EXCERPTED DATA Start Marker

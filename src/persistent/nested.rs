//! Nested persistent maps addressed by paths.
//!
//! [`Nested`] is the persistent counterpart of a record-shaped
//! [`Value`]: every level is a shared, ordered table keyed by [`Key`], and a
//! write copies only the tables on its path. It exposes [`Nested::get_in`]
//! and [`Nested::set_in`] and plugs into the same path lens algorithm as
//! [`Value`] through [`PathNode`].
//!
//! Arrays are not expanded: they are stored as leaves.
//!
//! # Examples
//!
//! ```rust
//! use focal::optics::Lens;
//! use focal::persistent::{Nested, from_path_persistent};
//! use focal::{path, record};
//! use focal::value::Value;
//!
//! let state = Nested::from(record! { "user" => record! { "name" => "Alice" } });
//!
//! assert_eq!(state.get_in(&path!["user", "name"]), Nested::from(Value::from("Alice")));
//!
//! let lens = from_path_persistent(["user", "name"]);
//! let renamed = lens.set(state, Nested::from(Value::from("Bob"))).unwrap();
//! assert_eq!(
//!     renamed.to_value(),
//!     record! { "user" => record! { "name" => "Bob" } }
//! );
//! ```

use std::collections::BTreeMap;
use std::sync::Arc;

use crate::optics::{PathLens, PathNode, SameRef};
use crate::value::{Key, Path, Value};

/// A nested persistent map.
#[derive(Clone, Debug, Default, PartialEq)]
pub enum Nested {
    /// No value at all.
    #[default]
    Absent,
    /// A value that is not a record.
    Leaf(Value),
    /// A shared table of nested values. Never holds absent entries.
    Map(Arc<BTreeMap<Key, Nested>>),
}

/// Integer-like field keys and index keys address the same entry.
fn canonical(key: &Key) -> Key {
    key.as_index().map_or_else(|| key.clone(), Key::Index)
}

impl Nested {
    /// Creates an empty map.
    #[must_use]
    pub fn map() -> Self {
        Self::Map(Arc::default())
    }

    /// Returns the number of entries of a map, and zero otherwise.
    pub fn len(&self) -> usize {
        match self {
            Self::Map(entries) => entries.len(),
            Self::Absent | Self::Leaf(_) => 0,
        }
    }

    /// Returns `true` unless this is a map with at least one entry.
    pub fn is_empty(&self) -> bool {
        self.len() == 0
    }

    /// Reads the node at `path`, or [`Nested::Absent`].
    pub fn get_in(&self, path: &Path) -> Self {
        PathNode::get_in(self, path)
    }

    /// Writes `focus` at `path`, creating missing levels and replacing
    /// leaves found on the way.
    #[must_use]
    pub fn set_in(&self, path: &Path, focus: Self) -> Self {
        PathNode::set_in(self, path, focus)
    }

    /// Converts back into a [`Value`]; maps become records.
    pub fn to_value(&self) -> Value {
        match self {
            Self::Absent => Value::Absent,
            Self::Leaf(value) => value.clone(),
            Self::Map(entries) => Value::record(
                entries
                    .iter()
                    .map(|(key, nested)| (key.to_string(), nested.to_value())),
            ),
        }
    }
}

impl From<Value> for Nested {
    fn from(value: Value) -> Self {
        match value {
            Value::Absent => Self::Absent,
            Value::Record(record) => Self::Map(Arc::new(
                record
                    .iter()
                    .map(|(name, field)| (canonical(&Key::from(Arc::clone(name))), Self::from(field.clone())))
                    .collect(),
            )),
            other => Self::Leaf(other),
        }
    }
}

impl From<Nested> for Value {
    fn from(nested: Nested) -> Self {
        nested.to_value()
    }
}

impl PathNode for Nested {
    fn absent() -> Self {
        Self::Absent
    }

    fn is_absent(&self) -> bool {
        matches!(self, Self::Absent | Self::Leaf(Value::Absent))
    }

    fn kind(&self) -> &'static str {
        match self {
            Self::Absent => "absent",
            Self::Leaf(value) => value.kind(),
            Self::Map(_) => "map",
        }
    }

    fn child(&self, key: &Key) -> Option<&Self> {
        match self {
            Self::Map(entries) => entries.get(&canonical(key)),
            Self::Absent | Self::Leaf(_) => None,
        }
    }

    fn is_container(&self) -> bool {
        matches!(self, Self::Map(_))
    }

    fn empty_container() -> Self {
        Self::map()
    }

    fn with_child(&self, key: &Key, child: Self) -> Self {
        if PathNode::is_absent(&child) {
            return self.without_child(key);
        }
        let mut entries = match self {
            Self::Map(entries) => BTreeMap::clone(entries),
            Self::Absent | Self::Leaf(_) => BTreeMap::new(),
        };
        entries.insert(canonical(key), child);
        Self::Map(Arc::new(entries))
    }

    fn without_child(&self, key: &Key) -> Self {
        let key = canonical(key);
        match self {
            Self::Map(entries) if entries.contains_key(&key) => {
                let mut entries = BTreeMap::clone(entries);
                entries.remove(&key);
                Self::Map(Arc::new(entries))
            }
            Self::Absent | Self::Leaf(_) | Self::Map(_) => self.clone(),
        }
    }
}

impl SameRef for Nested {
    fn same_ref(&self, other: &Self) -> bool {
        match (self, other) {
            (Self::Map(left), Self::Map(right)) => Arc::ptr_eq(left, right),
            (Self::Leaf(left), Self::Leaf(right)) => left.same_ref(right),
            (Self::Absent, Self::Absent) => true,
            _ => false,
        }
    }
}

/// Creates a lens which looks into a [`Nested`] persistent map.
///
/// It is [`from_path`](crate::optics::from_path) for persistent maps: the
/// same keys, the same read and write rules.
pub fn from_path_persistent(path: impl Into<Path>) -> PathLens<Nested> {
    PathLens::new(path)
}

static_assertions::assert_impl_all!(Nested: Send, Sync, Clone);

EXCERPTED DATA End Marker

__WHAT YOU ARE ASKED TO DO__:
What is needed is an exact reproduction of the data.

__WRITTEN SOLUTION__:
filename src/persistent/nested.rs
//! Nested persistent maps addressed by paths.
//!
//! [`Nested`] is the persistent counterpart of a record-shaped
//! [`Value`]: every level is a shared, ordered table keyed by [`Key`], and a
//! write copies only the tables on its path. It exposes [`Nested::get_in`]
//! and [`Nested::set_in`] and plugs into the same path lens algorithm as
//! [`Value`] through [`PathNode`].
//!
//! Arrays are not expanded: they are stored as leaves.
//!
//! # Examples
//!
//! ```rust
//! use focal::optics::Lens;
//! use focal::persistent::{Nested, from_path_persistent};
//! use focal::{path, record};
//! use focal::value::Value;
//!
//! let state = Nested::from(record! { "user" => record! { "name" => "Alice" } });
//!
//! assert_eq!(state.get_in(&path!["user", "name"]), Nested::from(Value::from("Alice")));
//!
//! let lens = from_path_persistent(["user", "name"]);
//! let renamed = lens.set(state, Nested::from(Value::from("Bob"))).unwrap();
//! assert_eq!(
//!     renamed.to_value(),
//!     record! { "user" => record! { "name" => "Bob" } }
//! );
//! ```

use std::collections::BTreeMap;
use std::sync::Arc;

use crate::optics::{PathLens, PathNode, SameRef};
use crate::value::{Key, Path, Value};

/// A nested persistent map.
#[derive(Clone, Debug, Default, PartialEq)]
pub enum Nested {
    /// No value at all.
    #[default]
    Absent,
    /// A value that is not a record.
    Leaf(Value),
    /// A shared table of nested values. Never holds absent entries.
    Map(Arc<BTreeMap<Key, Nested>>),
}

/// Integer-like field keys and index keys address the same entry.
fn canonical(key: &Key) -> Key {
    key.as_index().map_or_else(|| key.clone(), Key::Index)
}

impl Nested {
    /// Creates an empty map.
    #[must_use]
    pub fn map() -> Self {
        Self::Map(Arc::default())
    }

    /// Returns the number of entries of a map, and zero otherwise.
    pub fn len(&self) -> usize {
        match self {
            Self::Map(entries) => entries.len(),
            Self::Absent | Self::Leaf(_) => 0,
        }
    }

    /// Returns `true` unless this is a map with at least one entry.
    pub fn is_empty(&self) -> bool {
        self.len() == 0
    }

    /// Reads the node at `path`, or [`Nested::Absent`].
    pub fn get_in(&self, path: &Path) -> Self {
        PathNode::get_in(self, path)
    }

    /// Writes `focus` at `path`, creating missing levels and replacing
    /// leaves found on the way.
    #[must_use]
    pub fn set_in(&self, path: &Path, focus: Self) -> Self {
        PathNode::set_in(self, path, focus)
    }

    /// Converts back into a [`Value`]; maps become records.
    pub fn to_value(&self) -> Value {
        match self {
            Self::Absent => Value::Absent,
            Self::Leaf(value) => value.clone(),
            Self::Map(entries) => Value::record(
                entries
                    .iter()
                    .map(|(key, nested)| (key.to_string(), nested.to_value())),
            ),
        }
    }
}

impl From<Value> for Nested {
    fn from(value: Value) -> Self {
        match value {
            Value::Absent => Self::Absent,
            Value::Record(record) => Self::Map(Arc::new(
                record
                    .iter()
                    .map(|(name, field)| (canonical(&Key::from(Arc::clone(name))), Self::from(field.clone())))
                    .collect(),
            )),
            other => Self::Leaf(other),
        }
    }
}

impl From<Nested> for Value {
    fn from(nested: Nested) -> Self {
        nested.to_value()
    }
}

impl PathNode for Nested {
    fn absent() -> Self {
        Self::Absent
    }

    fn is_absent(&self) -> bool {
        matches!(self, Self::Absent | Self::Leaf(Value::Absent))
    }

    fn kind(&self) -> &'static str {
        match self {
            Self::Absent => "absent",
            Self::Leaf(value) => value.kind(),
            Self::Map(_) => "map",
        }
    }

    fn child(&self, key: &Key) -> Option<&Self> {
        match self {
            Self::Map(entries) => entries.get(&canonical(key)),
            Self::Absent | Self::Leaf(_) => None,
        }
    }

    fn is_container(&self) -> bool {
        matches!(self, Self::Map(_))
    }

    fn empty_container() -> Self {
        Self::map()
    }

    fn with_child(&self, key: &Key, child: Self) -> Self {
        if PathNode::is_absent(&child) {
            return self.without_child(key);
        }
        let mut entries = match self {
            Self::Map(entries) => BTreeMap::clone(entries),
            Self::Absent | Self::Leaf(_) => BTreeMap::new(),
        };
        entries.insert(canonical(key), child);
        Self::Map(Arc::new(entries))
    }

    fn without_child(&self, key: &Key) -> Self {
        let key = canonical(key);
        match self {
            Self::Map(entries) if entries.contains_key(&key) => {
                let mut entries = BTreeMap::clone(entries);
                entries.remove(&key);
                Self::Map(Arc::new(entries))
            }
            Self::Absent | Self::Leaf(_) | Self::Map(_) => self.clone(),
        }
    }
}

impl SameRef for Nested {
    fn same_ref(&self, other: &Self) -> bool {
        match (self, other) {
            (Self::Map(left), Self::Map(right)) => Arc::ptr_eq(left, right),
            (Self::Leaf(left), Self::Leaf(right)) => left.same_ref(right),
            (Self::Absent, Self::Absent) => true,
            _ => false,
        }
    }
}

/// Creates a lens which looks into a [`Nested`] persistent map.
///
/// It is [`from_path`](crate::optics::from_path) for persistent maps: the
/// same keys, the same read and write rules.
pub fn from_path_persistent(path: impl Into<Path>) -> PathLens<Nested> {
    PathLens::new(path)
}

static_assertions::assert_impl_all!(Nested: Send, Sync, Clone);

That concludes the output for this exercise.